On Wednesday, news broke that the Pirates had also offered a prospect with no MLB service time a multi-year contract extension before the season started. According to Jeff Passan of Yahoo!, Pittsburgh reportedly offered Gregory Polanco a seven-year deal worth a bit less than $25 million. The deal would've bought out all of Polanco's team-controlled seasons and potentially one year of free agency (if he started opening day on the MLB 25-man roster, which he presumably would've had he signed). The contract offer also had three club option years tacked on that would've pushed the total value of the contract to between $50 and $60 million.
The St. Louis Cardinals have utilized extensions with cost-controlled MLB players to mixed results. Lefty Jaime Garcia has battled shoulder injuries throughout much of the contract extension he signed before becoming arbitration eligible. The Allen Craig extension looked like a good deal after its first season, but an ice-cold start to the 2013 season for Craig has that deal looking a bit less rosy today. The Matt Carpenter extension, which was signed during spring training, is so young that it doesn't look too much different than it did the day it was signed.
Should the Cardinals join the ranks of the Astros and Pirates and attempt to extend one of their top prospects? It should be noted that both the Spring and Polanco extension offers were made during spring training, so perhaps the better question is: Should the Cards have made an extension offer to Oscar Taveras this spring in the hopes they could lock him in at a low salary for six or more years of club control?
Admittedly, Taveras was in a far different place during spring training than either Springer or Polanco. The Cardinals' top prospect was coming off a 2013 that was cut short by season-ending ankle surgery. While Springer and Polanco appeared worthy of MLB roster spots on merit alone this spring, everything had to break perfectly for Taveras to secure a spot on the Cardinals roster.
So let's say that Taveras' ankle injury lowers his value a bit compared to Springer and Polanco, who were healthy at the time their clubs made extension offers to them. If you were general manager John Mozeliak and you were going to make a spring-training contract extension offer to Taveras, what would the value be? I'm going to say around six years for about $18.6 million.

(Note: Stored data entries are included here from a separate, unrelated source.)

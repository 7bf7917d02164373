//! Client-facing slice of the agent protocol.
//!
//! Client vocabulary stays here; backend vocabulary stays in
//! [`protocol`](crate::protocol). The only bridge is
//! [`prompt_to_user_content`].

pub mod emitter;

use serde::{Deserialize, Serialize};
use serde_json::{json, Value};

use crate::protocol::UserContent;

pub use emitter::{ChannelEmitter, NdjsonEmitter, UpdateEmitter};

/// Embedded resource contents.
#[derive(Debug, Clone, PartialEq, Eq, Serialize, Deserialize)]
#[serde(rename_all = "camelCase")]
pub struct EmbeddedResource {
    /// Resource URI.
    pub uri: String,
    /// Text contents, when the resource is textual.
    #[serde(default)]
    pub text: Option<String>,
    /// MIME type, when known.
    #[serde(default)]
    pub mime_type: Option<String>,
}

/// One block of a client prompt.
#[derive(Debug, Clone, PartialEq, Eq, Serialize, Deserialize)]
#[serde(tag = "type", rename_all = "snake_case")]
pub enum PromptBlock {
    /// Plain text.
    Text {
        /// The text.
        text: String,
    },
    /// Base64 image.
    #[serde(rename_all = "camelCase")]
    Image {
        /// Base64 payload.
        data: String,
        /// MIME type.
        mime_type: String,
    },
    /// Reference to a resource the backend can open itself.
    ResourceLink {
        /// Resource URI.
        uri: String,
        /// Display name.
        name: String,
    },
    /// Resource contents inlined by the client.
    Resource {
        /// The resource.
        resource: EmbeddedResource,
    },
}

/// Translate a client prompt into backend user content.
///
/// A prompt made of exactly one text block becomes plain text; anything
/// else becomes a content-block list in prompt order.
#[must_use]
pub fn prompt_to_user_content(prompt: &[PromptBlock]) -> UserContent {
    if let [PromptBlock::Text { text }] = prompt {
        return UserContent::Text(text.clone());
    }

    let blocks = prompt.iter().filter_map(prompt_block_to_backend).collect();
    UserContent::Blocks(blocks)
}

fn prompt_block_to_backend(block: &PromptBlock) -> Option<Value> {
    match block {
        PromptBlock::Text { text } => Some(json!({ "type": "text", "text": text })),
        PromptBlock::Image { data, mime_type } => Some(json!({
            "type": "image",
            "source": { "type": "base64", "media_type": mime_type, "data": data }
        })),
        PromptBlock::ResourceLink { uri, name } => {
            Some(json!({ "type": "text", "text": format!("[@{name}]({uri})") }))
        }
        PromptBlock::Resource { resource } => resource.text.as_ref().map(|text| {
            json!({
                "type": "text",
                "text": format!("<context ref=\"{}\">\n{text}\n</context>", resource.uri)
            })
        }),
    }
}
//! Parsed backend event types.

use std::fmt::{Display, Formatter};

use serde::{Deserialize, Serialize};
use serde_json::Value;

/// One parsed unit from the backend's output stream.
///
/// Produced by [`parse_line`](super::parse_line) and consumed exactly once
/// by the turn engine.
#[derive(Debug, Clone, PartialEq)]
pub enum BackendEvent {
    /// Backend announced its model and session token.
    SystemInit {
        /// Model identifier, when reported.
        model: Option<String>,
        /// Backend-side session token.
        session_token: String,
    },
    /// Assistant-authored text.
    AssistantDelta {
        /// Text fragment, forwarded to the client as-is.
        text: String,
    },
    /// The model asked for a local tool to be run.
    ToolRequest(ToolRequest),
    /// An assistant message closed with a non-null stop reason.
    AssistantStop {
        /// Raw backend stop-reason string.
        stop_reason_raw: String,
    },
    /// Terminal result of the backend's turn.
    TurnResult(TurnResult),
    /// Well-formed line of a kind this agent does not act on.
    Unknown {
        /// The line's `type` (and `subtype`, when meaningful).
        kind: String,
    },
}

/// A tool invocation requested by the model.
#[derive(Debug, Clone, PartialEq, Eq)]
pub struct ToolRequest {
    /// Backend tool-use identifier; must be echoed back byte-for-byte.
    pub id: String,
    /// Tool name.
    pub name: String,
    /// Tool input object.
    pub input: Value,
}

/// Terminal `result` line.
#[derive(Debug, Clone, PartialEq, Eq)]
pub struct TurnResult {
    /// Result subtype (`success`, `error_max_turns`, `error_during_execution`, …).
    pub subtype: String,
    /// Raw stop-reason string, when the backend reports one on the result.
    pub stop_reason_raw: Option<String>,
    /// Tokens consumed by the backend for this turn.
    pub token_usage: TokenUsage,
    /// Backend flagged the result as an error.
    pub is_error: bool,
    /// Final result text, if any.
    pub result_text: Option<String>,
    /// Backend-side session token, if reported.
    pub session_token: Option<String>,
}

/// Token accounting reported by the backend.
#[derive(Debug, Clone, Copy, Default, PartialEq, Eq, Serialize, Deserialize)]
#[serde(default)]
pub struct TokenUsage {
    /// Prompt tokens.
    pub input_tokens: u64,
    /// Completion tokens.
    pub output_tokens: u64,
    /// Tokens written to the prompt cache.
    pub cache_creation_input_tokens: u64,
    /// Tokens served from the prompt cache.
    pub cache_read_input_tokens: u64,
}

impl TokenUsage {
    /// Tokens charged against a turn budget: input plus output.
    #[must_use]
    pub fn total(&self) -> u64 {
        self.input_tokens.saturating_add(self.output_tokens)
    }
}

/// A backend line that could not be turned into an event.
#[derive(Debug, Clone, PartialEq, Eq)]
pub struct MalformedEvent {
    /// The offending line, verbatim.
    pub raw_line: String,
    /// Why it was rejected.
    pub reason: String,
}

impl MalformedEvent {
    pub(crate) fn new(raw_line: &str, reason: impl Into<String>) -> Self {
        Self {
            raw_line: raw_line.to_owned(),
            reason: reason.into(),
        }
    }
}

impl Display for MalformedEvent {
    fn fmt(&self, f: &mut Formatter<'_>) -> std::fmt::Result {
        write!(f, "malformed backend line: {}", self.reason)
    }
}
//! Prompt turn engine.
//!
//! Drives one [`Turn`] from the user message to a single [`StopReason`]:
//!
//! ```text
//! Idle ──send prompt──▶ AwaitingBackend ◀──tool result sent── ExecutingTool
//!                           │   ▲                                   ▲
//!                           │   └── AssistantDelta (ContentChunk) ──┤
//!                           │                                       │
//!                           ├── ToolRequest ── budget ok ───────────┘
//!                           ├── ToolRequest ── budget denied ──▶ Terminated(MaxTurnRequests)
//!                           └── TurnResult ──▶ Terminated(EndTurn | MaxTokens | Refusal)
//!
//! any suspension point ── cancellation ──▶ Terminated(Cancelled)
//! ```
//!
//! Every wait goes through a `biased` `select!` with the cancellation token
//! first, so each suspension point is a cancellation checkpoint. That
//! includes delivering progress updates to a slow client; only terminal
//! notifications (a tool's closing status, the stop reason) are delivered
//! unconditionally. All state
//! (budget, stop reason) is touched only from this single loop.

use std::sync::Arc;

use tokio_util::sync::CancellationToken;
use tracing::{debug, info, warn};

use super::registry::TurnRegistry;
use super::{ClientUpdate, StopReason, Turn, TurnState};
use crate::backend::{BackendItem, BackendLink};
use crate::budget::{BudgetDecision, BudgetLimits};
use crate::client::UpdateEmitter;
use crate::config::TurnConfig;
use crate::protocol::{
    BackendEvent, OutboundMessage, ToolRequest, ToolResultMessage, TurnResult, UserContent,
};
use crate::refusal::{PatternRefusalDetector, RefusalDetector};
use crate::tools::{ToolCallContent, ToolCoordinator, ToolExecution};
use crate::{AppError, Result};

/// Raw backend stop reasons that mean the model ran out of tokens.
pub const MAX_TOKENS_STOP_REASONS: &[&str] = &["max_tokens", "model_context_window_exceeded"];

/// Result subtype the backend uses when its own turn limit is hit.
pub const BACKEND_MAX_TURNS_SUBTYPE: &str = "error_max_turns";

/// How a wait ended.
enum Wait<T> {
    Ready(T),
    Cancelled,
}

/// Drives prompt turns.
pub struct TurnEngine<E> {
    config: TurnConfig,
    coordinator: ToolCoordinator,
    refusal: Arc<dyn RefusalDetector>,
    registry: TurnRegistry,
    emitter: E,
}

Why would the Cardinals do this? Spring 2014 very well might have been the lowest point for Tavaeras' value. With Taveras coming off ankle surgery, he was likely keenly aware of his own fragility and perhaps more open to ensuring financial security for the rest of his life regardless of whether his body again betrayed him. The Cards could've low-balled him due to his injury. At six years, the club could maintain another year of arbitration control depending on the other terms of the contract (i.e., they didn't give that year up) and when they promoted Taveras. It also might have worked as a carrot to help him focus on getting back on the field. Such a contract also would have wiped away any Super Two concerns (if they exist).
If you were Mozeliak, would you have offered Taveras a contract this spring? If not, why not? If yes, why and what would the terms have been? Please discuss in the comments.